In this work, symmetrical cells with porous electrodes composed of (La_0.6Sr_0.4)_0.98FeO_3-δ/Ce_0.9Gd_0.1O₂ (LSF/CGO), (La_0.6Sr_0.4)_0.98FeO_3-δ (LSF) and La_0.6Sr_0.4Co_0.2Fe_0.8O/Ce_0.9Gd_0.1O₂ (LSCF/CGO), were subjected to two infiltration cycles with selected basic binary oxides from groups 1 and 2 of the periodic table, including BaO, CaO, K₂O , Li₂O, MgO and SrO.
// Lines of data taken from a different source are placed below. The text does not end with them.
use std::sync::Arc;

use axum::{
    Router,
    extract::{Form, Path, State},
    response::{IntoResponse, Response},
    routing::{get, post},
};
use chrono::Utc;
use uuid::Uuid;

use super::dto::NewUserForm;
use super::render;
use super::response::{PageError, StoreResultExt, redirect};
use crate::auth::RequireAdmin;
use crate::server::AppState;
use crate::types::{Role, User};

pub fn admin_router() -> Router<Arc<AppState>> {
    Router::new()
        .route("/", get(page_admin))
        .route("/usermanagement", get(page_user_management))
        .route("/usermanagement/newuser", get(page_new_user))
        .route("/usermanagement/newuser/submit", post(new_user_submit))
        .route("/usermanagement/deleteuser/{id}", get(delete_user))
}

async fn page_admin(
    RequireAdmin(user): RequireAdmin,
    State(state): State<Arc<AppState>>,
) -> Result<Response, PageError> {
    let record = state
        .store
        .get_user_by_username(&user.username)
        .page_err("failed to read admin account")?
        .unwrap_or_else(|| User {
            id: user.id.clone(),
            username: user.username.clone(),
            email: String::new(),
            password: String::new(),
            usergroup: String::new(),
            created_at: Utc::now(),
        });

    Ok(render::admin_home_page(&user, &record).into_response())
}

async fn page_user_management(
    RequireAdmin(user): RequireAdmin,
    State(state): State<Arc<AppState>>,
) -> Result<Response, PageError> {
    let users = state.store.list_users().page_err("failed to list users")?;
    Ok(render::user_management_page(&user, &users).into_response())
}

async fn page_new_user(RequireAdmin(user): RequireAdmin) -> Response {
    render::new_user_page(&user, None).into_response()
}

async fn new_user_submit(
    RequireAdmin(user): RequireAdmin,
    State(state): State<Arc<AppState>>,
    Form(form): Form<NewUserForm>,
) -> Result<Response, PageError> {
    if form.username.trim().is_empty() {
        let page = render::new_user_page(&user, Some("username cannot be empty"));
        return Ok(page.into_response());
    }

    // Roles are a closed set; reject anything the policy does not know.
    if Role::parse(&form.usergroup).is_none() {
        let page = render::new_user_page(&user, Some("unknown usergroup"));
        return Ok(page.into_response());
    }

    // Uniqueness is a pre-check only; the table carries no constraint.
    if state
        .store
        .username_exists(&form.username)
        .page_err("failed to check username")?
    {
        let page = render::new_user_page(&user, Some("username already exists"));
        return Ok(page.into_response());
    }

    let record = User {
        id: Uuid::new_v4().to_string(),
        username: form.username,
        email: form.email,
        password: form.password,
        usergroup: form.usergroup,
        created_at: Utc::now(),
    };
    state
        .store
        .create_user(&record)
        .page_err("failed to create user")?;

    Ok(redirect("/admin/usermanagement"))
}

async fn delete_user(
    RequireAdmin(_user): RequireAdmin,
    State(state): State<Arc<AppState>>,
    Path(id): Path<String>,
) -> Result<Response, PageError> {
    // Deleting a missing id is a no-op.
    state
        .store
        .delete_user(&id)
        .page_err("failed to delete user")?;

    Ok(redirect("/admin/usermanagement"))
}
The findings regarding LSF/CGO indicate that, on average, infiltration with basic binary oxides reduce the polarization resistance (R_p) by a factor of 1.55 to 1.95 at 650°C in air. X-ray photoelectron spectroscopy (XPS) observations suggests that these improvements can be attributed to alterations in the distribution of Sr between the perovskite phase and secondary Sr rich phases in the outermost layers. No correlation between R_p and Smith acidity of the oxides used for surface modification were identified after two infiltration cycles. However, the number of cycles, an important factor from a technical standpoint, may not accurately reflect the infiltration footprint, thereby resulting in different OER/ORR active area footprints for each infiltrate. It is therefore believed that further improvements can be achieved by optimizing the loading, calcination- and heat treatment temperature. [6]

Basic binary oxides, such as BaO with a high boiling point, were discovered to stabilize LSF/CGO and decrease the degradation rate by a factor of 3 at 650°C. Oxides with a boiling point lower than the operating temperature initially enhanced the electrode performance but degraded rapidly over time.

In recent years, the research focus has shifted towards the fuel electrode, as area-specific-resistance (ASR) contributions from cobalt-containing oxygen electrodes are negligible under current operating conditions. However, to realize a more affordable SOC technology, the operating temperature must be reduced and the use of critical materials such as cobalt must be reduced/eliminated. This calls for research to also concentrate on the sluggish kinetics of cobalt-free oxygen electrodes and the development of materials for low-temperature operation. The findings of this study demonstrate that surface modification with basic binary oxides, especially BaO, can enhance the performance and durability of oxygen electrodes at intermediate temperatures. However, understanding the true mechanism behind the improvements observed in this study is crucial for fully exploiting the potential of surface modification by precipitation of basic binary oxides.